A couple weeks ago, Facebook launched a link prediction contest on Kaggle, with the goal of recommending missing edges in a social graph. I love investigating social networks, so I dug around a little, and since I did well enough to score one of the coveted prizes, I’ll share my approach here.
(For some background, the contest provided a training dataset of edges, a test set of nodes, and contestants were asked to predict missing outbound edges on the test set, using mean average precision as the evaluation metric.)

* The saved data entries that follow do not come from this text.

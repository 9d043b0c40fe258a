//! Injections reading the configuration of the binding being resolved.
//!
//! Each helper has a `_from` variant that names the configured binding
//! explicitly instead of taking it from the resolution session.

use std::rc::Rc;

use wrapp_context::{
    types::get_deep_property, BindingFilter, Context, ContextError, ContextTags, ContextView, Getter,
    Injection, Instance, ResolutionOptions, ResolutionSession, TagFilter, ValueOrPromise,
};

use crate::context::ContextConfigExt;

/// Injects the configuration at `property_path` (empty for all of it)
pub fn config_injection(property_path: impl Into<String>) -> Injection {
    config_injection_for(None, property_path.into())
}

pub fn config_injection_from(binding_key: impl Into<String>, property_path: impl Into<String>) -> Injection {
    config_injection_for(Some(binding_key.into()), property_path.into())
}

fn config_injection_for(from_binding: Option<String>, property_path: String) -> Injection {
    Injection::new(None)
        .optional()
        .with_decorator("@config")
        .with_resolver(move |ctx, injection, session| {
            let Some(key) = target_key(from_binding.as_deref(), session) else {
                return Ok(ValueOrPromise::Value(None));
            };
            ctx.get_config_as_value_or_promise(
                &key,
                path(&property_path),
                ResolutionOptions::default()
                    .with_session(session.clone())
                    .with_optional(injection.metadata.optional),
            )
        })
}

/// Injects a [Getter] that reads the configuration again on every call
pub fn config_getter(property_path: impl Into<String>) -> Injection {
    config_getter_for(None, property_path.into())
}

pub fn config_getter_from(binding_key: impl Into<String>, property_path: impl Into<String>) -> Injection {
    config_getter_for(Some(binding_key.into()), property_path.into())
}

fn config_getter_for(from_binding: Option<String>, property_path: String) -> Injection {
    Injection::new(None)
        .optional()
        .with_decorator("@config.getter")
        .with_resolver(move |ctx, injection, session| {
            let key = target_key(from_binding.as_deref(), session);
            let property_path = property_path.clone();
            let options = ResolutionOptions::default()
                .with_session(session.fork())
                .with_optional(injection.metadata.optional);
            let ctx = ctx.clone();
            let getter: Getter = Getter::new(move || match &key {
                Some(key) => ctx.get_config_as_value_or_promise(key, path(&property_path), options.clone()),
                None => Ok(ValueOrPromise::Value(None)),
            });
            Ok(ValueOrPromise::Value(Some(Instance::new(getter))))
        })
}

/// Injects a [ConfigurationView] over every configuration of the binding
pub fn config_view(property_path: impl Into<String>) -> Injection {
    config_view_for(None, property_path.into())
}

pub fn config_view_from(binding_key: impl Into<String>, property_path: impl Into<String>) -> Injection {
    config_view_for(Some(binding_key.into()), property_path.into())
}

fn config_view_for(from_binding: Option<String>, property_path: String) -> Injection {
    Injection::new(None)
        .with_decorator("@config.view")
        .with_resolver(move |ctx, injection, session| {
            let key = target_key(from_binding.as_deref(), session).ok_or_else(|| ContextError::Injection {
                target: injection.target_name(),
                message: "A configuration view needs a binding to read the configuration of".to_string(),
            })?;
            let view = ConfigurationView::new(ctx, &key, path(&property_path));
            Ok(ValueOrPromise::Value(Some(Instance::new(view))))
        })
}

fn target_key(from_binding: Option<&str>, session: &ResolutionSession) -> Option<String> {
    from_binding
        .map(str::to_string)
        .or_else(|| session.current_binding().map(|binding| binding.key().to_string()))
}

fn path(property_path: &str) -> Option<&str> {
    Some(property_path).filter(|path| !path.is_empty())
}

/// Live view over the configuration bindings of a key, found by their
/// `configurationFor` tag anywhere in the context chain
#[derive(Clone)]
pub struct ConfigurationView {
    view: ContextView,
    property_path: Option<Rc<str>>,
}

impl ConfigurationView {
    pub fn new(ctx: &Context, key: &str, property_path: Option<&str>) -> Self {
        let filter = BindingFilter::by_tag(TagFilter::values([(
            ContextTags::CONFIGURATION_FOR,
            key,
        )]));
        ConfigurationView {
            view: ctx.create_view(filter, None),
            property_path: property_path.map(Rc::from),
        }
    }

    pub fn view(&self) -> &ContextView {
        &self.view
    }

    /// Configuration values, closest context first
    pub async fn values(&self) -> Result<Vec<Instance>, ContextError> {
        Ok(self.select(self.view.values().await?))
    }

    pub fn values_sync(&self) -> Result<Vec<Instance>, ContextError> {
        Ok(self.select(self.view.values_sync()?))
    }

    /// The only configuration value, if any
    pub async fn single_value(&self) -> Result<Option<Instance>, ContextError> {
        let values = self.values().await?;
        if values.len() > 1 {
            return Err(ContextError::MultipleValues(values.len()));
        }
        Ok(values.into_iter().next())
    }

    pub fn close(&self) {
        self.view.close();
    }

    fn select(&self, values: Vec<Instance>) -> Vec<Instance> {
        match &self.property_path {
            None => values,
            Some(path) => values
                .iter()
                .filter_map(|value| get_deep_property(value, path))
                .collect(),
        }
    }
}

What does the network look like? I wanted to play around with the data a bit first just to get a rough feel, so I made an app to interact with the network around each node.
Here’s a sample:
(Go ahead, click on the picture to play with the app yourself. It’s pretty fun.)
The node in black is a selected node from the training set, and we perform a breadth-first walk of the graph out to a maximum distance of 3 to uncover the local network. Nodes are sized according to their distance from the center, and colored according to a chosen metric (a personalized PageRank in this case; more on this later).
We can see that the central node is friends with three other users (in red), two of whom have fairly large, disjoint networks.
There are quite a few dangling nodes (nodes at distance 3 with only one connection to the rest of the local network), though, so let’s remove these to reveal the core structure:
And here’s an embedded version you can manipulate inline:
Since the default view doesn’t encode the distinction between following and follower relationships, we can mouse over each node to see who it follows and who it’s followed by. Here, for example, is the following/follower network of one of the central node’s friends:
The moused over node is highlighted in black, its friends (users who both follow the node and are followed back in turn) are colored in purple, its followees are teal, and its followers in orange. We can also see that the node shares a friend with the central user (triadic closure, holla!).
Here’s another network, this time of the friend at the bottom:
Interestingly, while the first friend had several only-followers (in orange), the second friend has none. (which suggests, perhaps, a node-level feature that measures how follow-hungry a user is…)
And here’s one more node, a little further out (maybe a celebrity, given it has nothing but followers?):
The Quiet One
Let’s take a look at another graph, one whose local network is a little smaller:
A Social Butterfly
And one more, whose local network is a little larger:
Again, I encourage everyone to play around with the app here, and I’ll come back to the question of coloring each node later.
Next, let’s take a more quantitative look at the graph.
Here’s the distribution of the number of followers of each node in the training set (cut off at 50 followers for a better fit – the maximum number of followers is 552), as well as the number of users each node is following (again, cut off at 50 – the maximum here is 1566)
Nothing terribly surprising, but that alone is good to verify. (For people tempted to mutter about power laws, I’ll hold you off with the bitter coldness of baby Gauss’s tears.)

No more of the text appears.